Daniel J. Munoz//January 4, 2022//
New Jersey officials issued a draft list of 50 communities across the Garden State that qualify as “food deserts” where businesses can receive subsidies for building grocery stores and other places to sell healthy foods.
The program is formally titled the Food Desert Relief Act, under which the state sets aside $40 million a year for six years in tax credits, loans, grants and other technical assistance to support these kinds of businesses in some of New Jersey’s most impoverished communities. Other state incentive programs have been employed in past years to bring grocery stores to Atlantic City, Camden and New Brunswick, with varying degrees of success.
According to the New Jersey Economic Development Authority, which runs the program, the goal is to “increase access to nutritious foods and develop new approaches to alleviate food deserts” by encouraging the construction and development of supermarkets and grocery stores.

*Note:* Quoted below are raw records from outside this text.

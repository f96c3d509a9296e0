//! Triage orchestrator.
//!
//! Runs the rule classifier, decides whether a second opinion is needed,
//! and guarantees that every request produces a [`TriageResult`]. Nothing
//! escapes as an error: faults degrade to a safe AMBER result.

use std::any::Any;
use std::panic::AssertUnwindSafe;
use std::sync::Arc;
use std::time::{Duration, Instant};

use futures::FutureExt;
use orthoassist_core::config::TriageSettings;
use orthoassist_core::{
    Detection, ExternalAssessment, Method, TriageError, TriageResult, MEDICAL_DISCLAIMER,
};
use serde::{Deserialize, Serialize};
use tracing::{debug, error, info, warn};
use uuid::Uuid;

use crate::blender::blend;
use crate::classifier::RuleClassifier;
use crate::external::ExternalAssessor;
use crate::policy::TriageConfig;
use crate::store::PolicyStore;
use crate::variants::{
    self, Diagnosis, DiagnosisTriage, Findings, ImageDescriptor, QuickTriage, SymptomTriage,
};

const CLASSIFY_FAILED: &str = "Triage assessment failed, recommend medical evaluation";
const PROCESSING_FAILED: &str = "Triage assessment unavailable, recommend medical evaluation";

/// Runtime switches for the orchestrator.
#[derive(Debug, Clone)]
pub struct EngineSettings {
    pub llm_fallback_enabled: bool,
    pub external_timeout: Duration,
}

impl Default for EngineSettings {
    fn default() -> Self {
        Self::from(&TriageSettings::default())
    }
}

impl From<&TriageSettings> for EngineSettings {
    fn from(s: &TriageSettings) -> Self {
        Self {
            llm_fallback_enabled: s.llm_fallback_enabled,
            external_timeout: Duration::from_secs(s.external_timeout_secs),
        }
    }
}

/// Input of the top-level triage entry point.
#[derive(Debug, Clone, Default, Serialize, Deserialize)]
pub struct TriageRequest {
    #[serde(default)]
    pub detections: Vec<Detection>,
    #[serde(default)]
    pub symptoms: Option<String>,
    #[serde(default)]
    pub body_part: Option<String>,
    /// Upstream stages already produced a degraded result.
    #[serde(default)]
    pub upstream_partial: bool,
    #[serde(default)]
    pub request_id: Option<Uuid>,
}

/// Per-process triage service. Holds no per-request state; share it
/// behind an `Arc` and call it from any number of tasks.
pub struct TriageEngine {
    policy: Arc<dyn PolicyStore>,
    assessor: Option<Arc<dyn ExternalAssessor>>,
    settings: EngineSettings,
}

impl TriageEngine {
    pub fn new(policy: Arc<dyn PolicyStore>, settings: EngineSettings) -> Self {
        info!(
            llm_fallback = settings.llm_fallback_enabled,
            timeout_secs = settings.external_timeout.as_secs(),
            "triage engine initialized"
        );
        Self {
            policy,
            assessor: None,
            settings,
        }
    }

    /// Attach the secondary assessment service.
    pub fn with_assessor(mut self, assessor: Arc<dyn ExternalAssessor>) -> Self {
        info!(assessor = assessor.name(), "external assessor attached");
        self.assessor = Some(assessor);
        self
    }

    pub fn settings(&self) -> &EngineSettings {
        &self.settings
    }

    pub fn has_assessor(&self) -> bool {
        self.assessor.is_some()
    }

    // ── Full pipeline ───────────────────────────────────────────────

    /// Top-level contract: classify, then stamp the disclaimer and
    /// propagate the partial flag. Never fails, even if classification
    /// panics.
    pub async fn process_triage_request(
        &self,
        detections: &[Detection],
        symptoms: Option<&str>,
        body_part: Option<&str>,
        upstream_partial: bool,
        request_id: Option<Uuid>,
    ) -> TriageResult {
        let start = Instant::now();
        let classified =
            AssertUnwindSafe(self.classify_urgency(detections, symptoms, body_part, request_id))
                .catch_unwind()
                .await;

        let mut result = match classified {
            Ok(result) => result,
            Err(panic) => {
                let message = panic_message(panic.as_ref());
                error!(error = %message, "triage processing failed");
                let mut r =
                    TriageResult::safe_fallback(Method::ErrorFallback, PROCESSING_FAILED, message);
                r.inference_time_ms = elapsed_ms(start);
                r
            }
        };

        if upstream_partial || result.error.is_some() {
            result.partial = true;
        }
        result.medical_disclaimer = Some(MEDICAL_DISCLAIMER.to_string());
        result
    }

    /// [`process_triage_request`](Self::process_triage_request) for a
    /// deserialized request.
    pub async fn process(&self, request: &TriageRequest) -> TriageResult {
        self.process_triage_request(
            &request.detections,
            request.symptoms.as_deref(),
            request.body_part.as_deref(),
            request.upstream_partial,
            request.request_id,
        )
        .await
    }

    /// Rule classification, blended with the external opinion when rule
    /// confidence is below `high_confidence_threshold`.
    pub async fn classify_urgency(
        &self,
        detections: &[Detection],
        symptoms: Option<&str>,
        body_part: Option<&str>,
        request_id: Option<Uuid>,
    ) -> TriageResult {
        let start = Instant::now();
        let mut result = match self
            .try_classify(detections, symptoms, body_part, request_id)
            .await
        {
            Ok(result) => result,
            Err(e) => {
                error!(error = %e, "triage classification failed");
                TriageResult::safe_fallback(Method::Fallback, CLASSIFY_FAILED, e.to_string())
            }
        };
        result.inference_time_ms = elapsed_ms(start);
        result
    }

    async fn try_classify(
        &self,
        detections: &[Detection],
        symptoms: Option<&str>,
        body_part: Option<&str>,
        request_id: Option<Uuid>,
    ) -> Result<TriageResult, TriageError> {
        let config = self.resolve_config(request_id);
        let outcome = RuleClassifier::new(&config).classify(detections, symptoms, body_part)?;

        if outcome.confidence >= config.high_confidence_threshold {
            info!(
                level = %outcome.level,
                confidence = outcome.confidence,
                "high-confidence rule-based triage"
            );
            return Ok(outcome.into_result(Method::Rules));
        }

        let assessor = match &self.assessor {
            Some(a) if self.settings.llm_fallback_enabled => a,
            _ => return Ok(outcome.into_result(Method::RulesFallback)),
        };

        debug!(assessor = assessor.name(), "requesting external triage assessment");
        match self
            .consult(assessor.as_ref(), detections, symptoms, body_part)
            .await
        {
            Ok(external) => Ok(blend(&outcome, &external).into_result(outcome)),
            Err(e) => {
                warn!(error = %e, "external assessment unavailable, using rule result");
                let mut result = outcome.into_result(Method::RulesFallback);
                result.error = Some(e.to_string());
                Ok(result)
            }
        }
    }

    /// Policy for this request; built-in defaults if the store fails.
    fn resolve_config(&self, request_id: Option<Uuid>) -> TriageConfig {
        match self.policy.get_triage_config(request_id) {
            Ok(config) => config,
            Err(e) => {
                let e = TriageError::from(e);
                warn!(error = %e, "falling back to built-in triage policy");
                TriageConfig::default()
            }
        }
    }

    async fn consult(
        &self,
        assessor: &dyn ExternalAssessor,
        detections: &[Detection],
        symptoms: Option<&str>,
        body_part: Option<&str>,
    ) -> Result<ExternalAssessment, TriageError> {
        let timeout = self.settings.external_timeout;
        let call = assessor.generate_assessment(detections, symptoms, body_part);
        let assessment = tokio::time::timeout(timeout, call)
            .await
            .map_err(|_| TriageError::Timeout {
                secs: timeout.as_secs(),
            })??;

        if !assessment.confidence.is_finite() {
            return Err(TriageError::ExternalAssessment(
                "assessment confidence is not a number".into(),
            ));
        }
        Ok(ExternalAssessment {
            confidence: assessment.confidence.clamp(0.0, 1.0),
            ..assessment
        })
    }

    // ── Simpler variants ────────────────────────────────────────────

    /// Diagnosis-driven keyword triage.
    pub fn assess(&self, detections: &[Detection], diagnosis: &Diagnosis) -> DiagnosisTriage {
        variants::assess(detections, diagnosis)
    }

    /// Fast path for urgent intake; `priority` forces RED.
    pub fn quick_assess(
        &self,
        image: &ImageDescriptor,
        symptoms: Option<&str>,
        priority: bool,
    ) -> QuickTriage {
        variants::quick_assess(image, symptoms, priority)
    }

    /// Symptom and age scoring, independent of image detections.
    pub fn assess_from_symptoms(
        &self,
        symptoms: &str,
        findings: &Findings,
        age: Option<u32>,
    ) -> SymptomTriage {
        variants::assess_from_symptoms(symptoms, findings, age)
    }
}

fn elapsed_ms(start: Instant) -> f64 {
    (start.elapsed().as_secs_f64() * 1000.0 * 100.0).round() / 100.0
}

fn panic_message(payload: &(dyn Any + Send)) -> String {
    if let Some(s) = payload.downcast_ref::<&str>() {
        (*s).to_string()
    } else if let Some(s) = payload.downcast_ref::<String>() {
        s.clone()
    } else {
        "triage task panicked".to_string()
    }
}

Food deserts are generally defined as neighborhoods where residents, often lacking transportation options, have no access to grocery stores where they can purchase healthy, fresh and nutritious foods, and instead rely on fast food, convenience stores and bodegas. The U.S. Department of Agriculture classifies food deserts as low-income census tracts that are more than 1 mile from a grocery store in urban and suburban settings, or 10 miles in rural settings. About 800,000 New Jerseyans “face hunger every day,” according to the nonprofit Community Food Bank of New Jersey.
“We are proud to unveil a robust definition of a Food Desert Community that is both reflective of the unique context of New Jersey and supportive of the hundreds of thousands of individuals affected by hunger every day,” NJEDA Chief Executive Officer Tim Sullivan said in a statement.
Lawmakers and state officials bundled the $240 million of economic subsidies into the $14.5 billion Economic Recovery Act of 2020, which includes state support for businesses moving into New Jersey or expanding their presence, redevelopment efforts, environmental clean-up, historic restoration and preservation, offshore energy and film, television and media productions.
Under this state subsidy, taxpayers would cover up to 40% of the project costs for a first supermarket or grocery store in a food desert – be it through grants, tax credits or loans – and up to 20% for the second such establishment.
The food deserts include neighborhoods in urban areas such as Camden, Newark, Atlantic City, Jersey City, New Brunswick, Bayonne, Asbury Park, Paterson, Perth Amboy, Irvington, East Orange, Trenton, Vineland and Passaic.
More rural and less densely populated parts of the state are also eligible, such as High Bridge, Montague Township, Dover, Bound Brook, Millville, Salem City and Lakewood. State officials are planning to hold several virtual listening sessions this month for the 50 communities.
“By crafting one of the most comprehensive food desert designations in the country, we are leading the nation in taking necessary steps to eradicate food deserts and remove the barriers keeping our state’s residents from accessing nutritious food,” Lt. Gov. Sheila Oliver.
Oliver also serves as commissioner of the state Department of Community Affairs, another agency involved with the relief program.
The NJEDA also operates the Sustain and Serve program, under which the state essentially pays restaurants to prepare meals for the state’s neediest residents. Sullivan estimated that the state has awarded $45 million to nonprofits across the state to purchase the equivalent of 4.5 million meals from over 400 restaurants struggling because of the pandemic.
In November, state and local officials broke ground on what will be the first supermarket in Atlantic City in 15 years, which should open in 12 to 14 months. The Casino Reinvestment Development Authority – a state agency in South Jersey – is putting up $18.75 million of its own funds, while the city is allowing the store’s operators to pay just $1 a year in property taxes.
On the other side of the state in Camden, state officials have tried for years to bring in a grocery store. According to a Politico New Jersey report from 2019, there were several promising contenders, but a little-known provision in the tax break law at the time was crafted to favor one proposed supermarket over another, and neither went forward. Camden’s largest grocery store – the Price Rite Supermarket – abruptly closed last June.
In New Brunswick, officials went through two separate grocery stores in the past decade that both closed, and were both situated at the ground floor of the sprawling Wellness Plaza adjacent to the city’s train station. State officials pumped in $24.7 million in state subsidies under the Urban Transit Hub Tax credit program, plus tens of millions of dollars more in federal tax credits and bonds.